Exercise aim | Reproduce, without any change, the span of lines from the opening of the records below to the line containing "to a JSON file", inclusive.

Data |
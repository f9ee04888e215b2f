use crate::constants::*;
use crate::types::*;

#[cfg(feature = "serde")]
use serde::{Deserialize, Serialize};

/// Parameters describing how the stamp is drawn on every page
#[derive(Debug, Clone, PartialEq)]
#[cfg_attr(feature = "serde", derive(Serialize, Deserialize))]
#[cfg_attr(feature = "serde", serde(default))]
pub struct WatermarkSpec {
    // Text
    pub text: String,
    pub font: StandardFont,
    pub font_size_pt: f32,
    pub fill_opacity: f32,

    // Text matrix: translate by the offset, then rotate
    pub angle_rad: f64,
    pub x_offset_pt: f64,
    pub y_offset_pt: f64,

    // Visible extent, centered on the page
    pub trim_width_pt: f32,
    pub trim_height_pt: f32,

    // Drawing surface of the appearance stream
    pub form: Rect,
}

impl Default for WatermarkSpec {
    fn default() -> Self {
        Self {
            text: DEFAULT_WATERMARK_TEXT.to_string(),
            font: StandardFont::Courier,
            font_size_pt: DEFAULT_FONT_SIZE_PT,
            fill_opacity: DEFAULT_FILL_OPACITY,
            angle_rad: DEFAULT_ROTATION_RAD,
            x_offset_pt: DEFAULT_X_OFFSET_PT,
            y_offset_pt: DEFAULT_Y_OFFSET_PT,
            trim_width_pt: DEFAULT_TRIM_WIDTH_PT,
            trim_height_pt: DEFAULT_TRIM_HEIGHT_PT,
            form: Rect::sized(DEFAULT_FORM_WIDTH_PT, DEFAULT_FORM_HEIGHT_PT),
        }
    }
}

impl WatermarkSpec {
    /// Default stamp with different text
    pub fn with_text(text: impl Into<String>) -> Self {
        Self {
            text: text.into(),
            ..Default::default()
        }
    }

    /// Load a spec from a JSON file. Missing fields take their defaults.
    #[cfg(feature = "serde")]
    pub async fn load(path: impl AsRef<std::path::Path>) -> Result<Self> {
        let bytes = tokio::fs::read(path).await?;
        let spec = serde_json::from_slice(&bytes)
            .map_err(|e| WatermarkError::Config(format!("Failed to parse spec: {}", e)))?;
        Ok(spec)
    }

    /// Save the spec to a JSON file
    #[cfg(feature = "serde")]
    pub async fn save(&self, path: impl AsRef<std::path::Path>) -> Result<()> {
        let json = serde_json::to_string_pretty(self)
            .map_err(|e| WatermarkError::Config(format!("Failed to serialize spec: {}", e)))?;
        tokio::fs::write(path, json).await?;
        Ok(())
    }

    /// Validate the spec. Any failure here is a configuration error for the
    /// whole batch, never a per-document failure.
    pub fn validate(&self) -> Result<()> {
        if self.text.trim().is_empty() {
            return Err(WatermarkError::Config(
                "Watermark text must not be empty".to_string(),
            ));
        }

        if !(0.0..=1.0).contains(&self.fill_opacity) {
            return Err(WatermarkError::Config(format!(
                "Fill opacity must be between 0 and 1, got {}",
                self.fill_opacity
            )));
        }

        if !(self.font_size_pt.is_finite() && self.font_size_pt > 0.0) {
            return Err(WatermarkError::Config(format!(
                "Font size must be positive, got {}",
                self.font_size_pt
            )));
        }

        if !(self.angle_rad.is_finite() && self.x_offset_pt.is_finite() && self.y_offset_pt.is_finite())
        {
            return Err(WatermarkError::Config(
                "Rotation angle and offsets must be finite".to_string(),
            ));
        }

        check_extent("Trimming rectangle", self.trim_width_pt, self.trim_height_pt)?;
        check_extent("Form rectangle", self.form.width, self.form.height)?;
        if !(self.form.x.is_finite() && self.form.y.is_finite()) {
            return Err(WatermarkError::Config(
                "Form rectangle offset must be finite".to_string(),
            ));
        }

        Ok(())
    }
}

fn check_extent(what: &str, width: f32, height: f32) -> Result<()> {
    let valid = |v: f32| v.is_finite() && v > 0.0;
    if valid(width) && valid(height) {
        Ok(())
    } else {
        Err(WatermarkError::Config(format!(
            "{} must have a positive size, got {} x {}",
            what, width, height
        )))
    }
}
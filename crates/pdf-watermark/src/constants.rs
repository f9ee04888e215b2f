//! Shared constants for watermark stamping
//!
//! Defaults mirror the stamp the batch tool has always produced: a large
//! grey Courier "COPY" rotated by sixty degrees.

use std::f64::consts::FRAC_PI_3;

// =============================================================================
// Default Page Dimensions
// =============================================================================

/// Default page width in points (US Letter: 8.5" × 11")
pub const DEFAULT_PAGE_WIDTH_PT: f32 = 612.0;

/// Default page height in points (US Letter)
pub const DEFAULT_PAGE_HEIGHT_PT: f32 = 792.0;

// =============================================================================
// Watermark Defaults
// =============================================================================

pub const DEFAULT_WATERMARK_TEXT: &str = "COPY";

pub const DEFAULT_FONT_SIZE_PT: f32 = 119.0;

pub const DEFAULT_FILL_OPACITY: f32 = 0.6;

/// Rotation applied after the translation (radians)
pub const DEFAULT_ROTATION_RAD: f64 = FRAC_PI_3;

pub const DEFAULT_X_OFFSET_PT: f64 = 50.0;
pub const DEFAULT_Y_OFFSET_PT: f64 = 25.0;

/// Visible extent of the annotation, centered on every page
pub const DEFAULT_TRIM_WIDTH_PT: f32 = 600.0;
pub const DEFAULT_TRIM_HEIGHT_PT: f32 = 600.0;

/// Drawing surface of the appearance stream
pub const DEFAULT_FORM_WIDTH_PT: f32 = 300.0;
pub const DEFAULT_FORM_HEIGHT_PT: f32 = 300.0;

// =============================================================================
// Rendering
// =============================================================================

/// Neutral grey fill, 128/255 on each RGB channel
pub const WATERMARK_GREY: f32 = 128.0 / 255.0;

/// Annotation flag bit 3: print the annotation when the page is printed
pub const ANNOTATION_FLAG_PRINT: i64 = 4;

/// Resource names inside the appearance stream
pub const FONT_RESOURCE_NAME: &str = "F1";
pub const EXT_GSTATE_RESOURCE_NAME: &str = "GS1";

Answer to this task |
repository f9ee04888e215b2f
use crate::constants::*;
use crate::types::*;

#[cfg(feature = "serde")]
use serde::{Deserialize, Serialize};

/// Parameters describing how the stamp is drawn on every page
#[derive(Debug, Clone, PartialEq)]
#[cfg_attr(feature = "serde", derive(Serialize, Deserialize))]
#[cfg_attr(feature = "serde", serde(default))]
pub struct WatermarkSpec {
    // Text
    pub text: String,
    pub font: StandardFont,
    pub font_size_pt: f32,
    pub fill_opacity: f32,

    // Text matrix: translate by the offset, then rotate
    pub angle_rad: f64,
    pub x_offset_pt: f64,
    pub y_offset_pt: f64,

    // Visible extent, centered on the page
    pub trim_width_pt: f32,
    pub trim_height_pt: f32,

    // Drawing surface of the appearance stream
    pub form: Rect,
}

impl Default for WatermarkSpec {
    fn default() -> Self {
        Self {
            text: DEFAULT_WATERMARK_TEXT.to_string(),
            font: StandardFont::Courier,
            font_size_pt: DEFAULT_FONT_SIZE_PT,
            fill_opacity: DEFAULT_FILL_OPACITY,
            angle_rad: DEFAULT_ROTATION_RAD,
            x_offset_pt: DEFAULT_X_OFFSET_PT,
            y_offset_pt: DEFAULT_Y_OFFSET_PT,
            trim_width_pt: DEFAULT_TRIM_WIDTH_PT,
            trim_height_pt: DEFAULT_TRIM_HEIGHT_PT,
            form: Rect::sized(DEFAULT_FORM_WIDTH_PT, DEFAULT_FORM_HEIGHT_PT),
        }
    }
}

impl WatermarkSpec {
    /// Default stamp with different text
    pub fn with_text(text: impl Into<String>) -> Self {
        Self {
            text: text.into(),
            ..Default::default()
        }
    }

    /// Load a spec from a JSON file. Missing fields take their defaults.
    #[cfg(feature = "serde")]
    pub async fn load(path: impl AsRef<std::path::Path>) -> Result<Self> {
        let bytes = tokio::fs::read(path).await?;
        let spec = serde_json::from_slice(&bytes)
            .map_err(|e| WatermarkError::Config(format!("Failed to parse spec: {}", e)))?;
        Ok(spec)
    }

    /// Save the spec to a JSON file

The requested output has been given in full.